What distinguishes Bumiller’s book from other initial studies of the Bush administration and its principal actors is its absence of finger-pointing or polemics. Bumiller’s biography is scrupulously fair and most notable for its above- the-battle tone.
“It was obvious from Rice’s many metamorphoses that her real ideology was not idealism or realism or defending the citadels of freedom, although she displayed elements of all of them,” Bumiller writes. “Her real ideology was succeeding.” Bumiller refuses to offer any decisive judgments on Rice’s performance. She admires her extraordinary rise from a childhood in segregated 1950s Alabama to the highest office ever held by an African-American woman. But Bumiller understands that Rice’s place in history will rest more on her record in the Bush administration.
And “with 18 months left in office,” Bumiller wrote as she finished her book, “it was still too early to come to definite conclusions.” Yet if Bumiller is self-consciously cautious about pronouncing on Rice’s record, the book provides ample information for readers to draw their own conclusions.
The 6 1/2-year history of the Bush-Rice collaboration recounted by Bumiller and the six months since is certainly enough for commentators to render more than tentative conclusions.
Bumiller says that if President Bush and Rice can produce a settlement in the Middle East between Israelis and Palestinians and an end to North Korea’s nuclear program, it would give them claims on success that would significantly improve their historical reputations.
But implicit in this assessment is the view that foreign- policy failures have troubled the Bush presidency. And even if Rice and the president manage to achieve the sort of Israeli-Palestinian peace settlement that has eluded all previous administrations over the past 60 years and tame the North Korean communist regime, it is doubtful that these would be enough to counter what most people see as the administration’s failures in Iraq.
Rice’s record here as both national security adviser and secretary of state will surely undermine her historical standing.

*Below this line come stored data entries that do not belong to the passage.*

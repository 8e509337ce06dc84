//! Domain models for the users resource
//!
//! Rows come out of the database as [`User`]; request bodies arrive as
//! [`NewUser`]; responses go out through [`UserView`] and [`Envelope`].

pub mod pagination;
pub mod user;

pub use pagination::{Envelope, Meta, PageParams, PageRequest, PaginationMeta};
pub use user::{NewUser, User, UserView};
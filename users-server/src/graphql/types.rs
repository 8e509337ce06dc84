//! GraphQL object and input types

use async_graphql::{InputObject, SimpleObject};

use crate::models::User;

/// A stored user
#[derive(Debug, Clone, PartialEq, Eq, SimpleObject)]
#[graphql(name = "User")]
pub struct UserObject {
    pub id: i32,
    pub name: Option<String>,
    pub email: Option<String>,
}

impl From<User> for UserObject {
    fn from(user: User) -> Self {
        Self {
            id: user.id,
            name: user.name,
            email: user.email,
        }
    }
}

/// Fields accepted by `createUser`
#[derive(Debug, Clone, InputObject)]
pub struct UserInput {
    pub name: String,
    pub email: String,
}
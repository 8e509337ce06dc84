//! Database layer - connection pool and the users store
//!
//! # Design Principles
//!
//! - One pool, created at start-up and shared by every handler
//! - Parameterised statements only, never string-built SQL
//! - Rely on DB constraints; no check-then-insert

pub mod pool;
pub mod users;

#[cfg(test)]
pub mod memory;

pub use pool::{create_pool, Database};
pub use users::{DbError, UserRepo, UserStore};
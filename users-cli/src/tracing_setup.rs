//! Tracing setup for the users CLI
//!
//! Usage:
//!   users --debug serve            # Debug logging to console
//!   RUST_LOG=users_server=debug    # Fine-grained log control

use anyhow::{anyhow, Result};
use tracing_subscriber::EnvFilter;

/// Tracing configuration options
#[derive(Debug, Clone, Default)]
pub struct TracingConfig {
    /// Enable debug logging (sets debug level if RUST_LOG is not set)
    pub debug: bool,
}

/// Initialize console tracing.
pub fn init(config: &TracingConfig) -> Result<()> {
    let filter = if config.debug {
        // Debug mode: set debug level unless RUST_LOG is explicitly set
        EnvFilter::try_from_default_env().unwrap_or_else(|_| EnvFilter::new("debug"))
    } else {
        EnvFilter::try_from_default_env().unwrap_or_else(|_| EnvFilter::new("info"))
    };

    tracing_subscriber::fmt()
        .with_env_filter(filter)
        .with_target(config.debug) // Show targets in debug mode
        .compact()
        .try_init()
        .map_err(|err| anyhow!(err))
}
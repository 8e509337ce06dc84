//! GraphQL schema and resolvers for users.
//!
//! ## Schema
//!
//! - **Queries**: `getUser(id: Int): User`, `getUsers: [User!]!`
//! - **Mutations**: `createUser(input: UserInput!): User`
//!
//! ```graphql
//! query { getUser(id: 1) { id name email } }
//! mutation { createUser(input: { name: "Ann", email: "ann@x.com" }) { id } }
//! ```

mod schema;
mod types;

pub use schema::{build_schema, MutationRoot, QueryRoot, UsersSchema};
pub use types::*;
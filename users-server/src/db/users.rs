//! Users repository
//!
//! [`UserStore`] is what handlers and resolvers depend on; [`UserRepo`] is the
//! PostgreSQL implementation over the shared [`Database`] pool.

use async_trait::async_trait;

use super::Database;
use crate::models::{NewUser, PageRequest, User};

/// Database error type
#[derive(Debug, thiserror::Error)]
pub enum DbError {
    #[error("database error: {0}")]
    Sqlx(#[from] sqlx::Error),

    #[error("not found: {resource} '{id}'")]
    NotFound { resource: &'static str, id: String },
}

/// Read and create operations on the `users` table.
#[async_trait]
pub trait UserStore: Send + Sync {
    /// Round-trip to the backing database.
    async fn ping(&self) -> Result<(), DbError>;

    /// One page of users, ascending by id.
    async fn list_page(&self, page: PageRequest) -> Result<Vec<User>, DbError>;

    /// Total number of users.
    async fn count(&self) -> Result<i64, DbError>;

    /// Every user, ascending by id.
    async fn list_all(&self) -> Result<Vec<User>, DbError>;

    /// A single user; [`DbError::NotFound`] when absent.
    async fn get(&self, id: i32) -> Result<User, DbError>;

    /// Insert a user and return it with its assigned id.
    async fn create(&self, new_user: &NewUser) -> Result<User, DbError>;
}

/// PostgreSQL users repository
#[derive(Debug, Clone)]
pub struct UserRepo {
    db: Database,
}

impl UserRepo {
    pub fn new(db: Database) -> Self {
        Self { db }
    }
}

#[async_trait]
impl UserStore for UserRepo {
    async fn ping(&self) -> Result<(), DbError> {
        self.db.ping().await
    }

    async fn list_page(&self, page: PageRequest) -> Result<Vec<User>, DbError> {
        let users = sqlx::query_as::<_, User>(
            r#"
            SELECT id, name, email
            FROM users
            ORDER BY id ASC
            LIMIT $1 OFFSET $2
            "#,
        )
        .bind(page.limit())
        .bind(page.offset())
        .fetch_all(self.db.pool())
        .await?;

        Ok(users)
    }

    async fn count(&self) -> Result<i64, DbError> {
        let (total,): (i64,) = sqlx::query_as("SELECT COUNT(*) FROM users")
            .fetch_one(self.db.pool())
            .await?;

        Ok(total)
    }

    async fn list_all(&self) -> Result<Vec<User>, DbError> {
        let users = sqlx::query_as::<_, User>("SELECT id, name, email FROM users ORDER BY id ASC")
            .fetch_all(self.db.pool())
            .await?;

        Ok(users)
    }

    async fn get(&self, id: i32) -> Result<User, DbError> {
        sqlx::query_as::<_, User>("SELECT id, name, email FROM users WHERE id = $1 LIMIT 1")
            .bind(id)
            .fetch_optional(self.db.pool())
            .await?
            .ok_or_else(|| DbError::NotFound {
                resource: "user",
                id: id.to_string(),
            })
    }

    async fn create(&self, new_user: &NewUser) -> Result<User, DbError> {
        let user = sqlx::query_as::<_, User>(
            r#"
            INSERT INTO users (name, email)
            VALUES ($1, $2)
            RETURNING id, name, email
            "#,
        )
        .bind(new_user.name.as_deref())
        .bind(new_user.email.as_deref())
        .fetch_one(self.db.pool())
        .await?;

        tracing::debug!(user_id = user.id, "User inserted");
        Ok(user)
    }
}
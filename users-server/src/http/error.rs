//! API error types with IntoResponse
//!
//! Errors are converted to JSON responses with appropriate status codes.

use axum::http::StatusCode;
use axum::response::{IntoResponse, Response};
use axum::Json;
use serde_json::json;

use crate::db::DbError;

/// API error type with automatic HTTP status mapping
#[derive(Debug)]
pub enum ApiError {
    /// Request could not be decoded (400)
    BadRequest { message: String },

    /// Database error (500, logged)
    Database(DbError),
}

impl IntoResponse for ApiError {
    fn into_response(self) -> Response {
        let (status, body) = match &self {
            Self::BadRequest { message } => (
                StatusCode::BAD_REQUEST,
                json!({
                    "error": "bad_request",
                    "message": message
                }),
            ),
            Self::Database(e) => {
                // Log the actual error, return generic message
                tracing::error!("Database error: {}", e);
                (
                    StatusCode::INTERNAL_SERVER_ERROR,
                    json!({
                        "error": "internal_error",
                        "message": "an internal error occurred"
                    }),
                )
            }
        };

        (status, Json(body)).into_response()
    }
}

impl From<DbError> for ApiError {
    fn from(e: DbError) -> Self {
        Self::Database(e)
    }
}
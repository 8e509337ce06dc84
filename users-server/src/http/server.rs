//! Axum server setup
//!
//! Server skeleton with:
//! - Localhost-only CORS by default
//! - Tracing middleware
//! - Graceful shutdown on SIGTERM/Ctrl+C

use std::net::SocketAddr;
use std::sync::Arc;

use axum::http::HeaderValue;
use axum::Router;
use tokio::net::TcpListener;
use tower_http::cors::{Any, CorsLayer};
use tower_http::trace::TraceLayer;

use super::routes;
use crate::db::{Database, UserRepo, UserStore};
use crate::graphql::{build_schema, UsersSchema};

/// Server configuration
#[derive(Debug, Clone)]
pub struct ServerConfig {
    /// Address to bind to (default: 0.0.0.0:8080)
    pub bind_addr: SocketAddr,

    /// Allow permissive CORS (default: false = localhost only)
    ///
    /// WARNING: Setting this to true allows any origin.
    pub cors_permissive: bool,
}

impl Default for ServerConfig {
    fn default() -> Self {
        Self {
            bind_addr: SocketAddr::from(([0, 0, 0, 0], 8080)),
            cors_permissive: false,
        }
    }
}

/// Shared application state
pub struct AppState {
    pub store: Arc<dyn UserStore>,
    pub schema: UsersSchema,
}

impl AppState {
    /// Build state around a store; the GraphQL schema shares it.
    pub fn new(store: Arc<dyn UserStore>) -> Self {
        let schema = build_schema(Arc::clone(&store));
        Self { store, schema }
    }
}

/// Build the application router with all routes
pub fn build_router(state: Arc<AppState>, config: &ServerConfig) -> Router {
    let cors = if config.cors_permissive {
        CorsLayer::permissive()
    } else {
        // Localhost only
        CorsLayer::new()
            .allow_origin([
                HeaderValue::from_static("http://localhost:3000"),
                HeaderValue::from_static("http://localhost:8080"),
                HeaderValue::from_static("http://127.0.0.1:3000"),
                HeaderValue::from_static("http://127.0.0.1:8080"),
            ])
            .allow_methods(Any)
            .allow_headers(Any)
    };

    Router::new()
        .merge(routes::health::router())
        .merge(routes::users::router())
        .merge(routes::graphql::router())
        .layer(cors)
        .layer(TraceLayer::new_for_http())
        .with_state(state)
}

/// Run the HTTP server.
///
/// # Example
///
/// ```ignore
/// let db = Database::initialize(&DbConfig::from_env()?).await?;
/// run_server(db, ServerConfig::default()).await?;
/// ```
pub async fn run_server(db: Database, config: ServerConfig) -> Result<(), ServerError> {
    if config.cors_permissive {
        tracing::warn!("CORS: Permissive mode enabled - all origins allowed");
    }

    let store: Arc<dyn UserStore> = Arc::new(UserRepo::new(db));
    let app = build_router(Arc::new(AppState::new(store)), &config);

    // Bind listener
    let listener = TcpListener::bind(config.bind_addr).await?;
    tracing::info!("Server listening on {}", config.bind_addr);

    // Run with graceful shutdown
    axum::serve(listener, app)
        .with_graceful_shutdown(shutdown_signal())
        .await?;

    tracing::info!("Server shutdown complete");
    Ok(())
}

/// Wait for shutdown signal (Ctrl+C or SIGTERM).
async fn shutdown_signal() {
    let ctrl_c = async {
        if let Err(e) = tokio::signal::ctrl_c().await {
            tracing::error!("Failed to install Ctrl+C handler: {}", e);
            std::future::pending::<()>().await;
        }
    };

    #[cfg(unix)]
    let terminate = async {
        match tokio::signal::unix::signal(tokio::signal::unix::SignalKind::terminate()) {
            Ok(mut signal) => {
                signal.recv().await;
            }
            Err(e) => {
                tracing::error!("Failed to install SIGTERM handler: {}", e);
                std::future::pending::<()>().await;
            }
        }
    };

    #[cfg(not(unix))]
    let terminate = std::future::pending::<()>();

    tokio::select! {
        _ = ctrl_c => {
            tracing::info!("Received Ctrl+C, starting shutdown");
        }
        _ = terminate => {
            tracing::info!("Received SIGTERM, starting shutdown");
        }
    }
}

/// Server error type
#[derive(Debug, thiserror::Error)]
pub enum ServerError {
    #[error("IO error: {0}")]
    Io(#[from] std::io::Error),
}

“She knows very well that if she doesn’t do anything” about the Middle East, “she will be Iraq,” a European diplomat who was a friend of Rice’s told Bumiller.
Although the greatest blame for the failures in Iraq will be shouldered by President Bush; Vice President Dick Cheney; Defense Secretary Donald Rumsfeld; CIA chief George Tenet; neocons Paul Wolfowitz, Richard Perle and Douglas Feith; and L. Paul Bremer, administrator of the Coalition Provisional Authority, Bumiller’s reconstruction of the prelude to war describes Rice’s contributions to the decision.
By the start of the invasion in March 2003, the Rice of early 2000, who had published an article in Foreign Affairs decrying the Clinton administration’s “moral impulse to spread American democracy,” had morphed into a forceful public advocate of bringing down Saddam Hussein, whom she pictured as intent on acquiring nuclear weapons that could lead to “a mushroom cloud” over the United States.
“Some of Rice’s friends,” Bumiller writes, “were stunned that she actually seemed to believe Bush’s argument in the final days of the war buildup that a liberated Iraq could spread freedom across the Middle East.” Rice also believed that “the postwar phase would be like the successful occupation of Germany after World War II, and that it would be possible to plant democracy in a shattered Iraq.” Either Rice knew less than she should have about pre- and post-1945 German history, or she was carried away by false optimism.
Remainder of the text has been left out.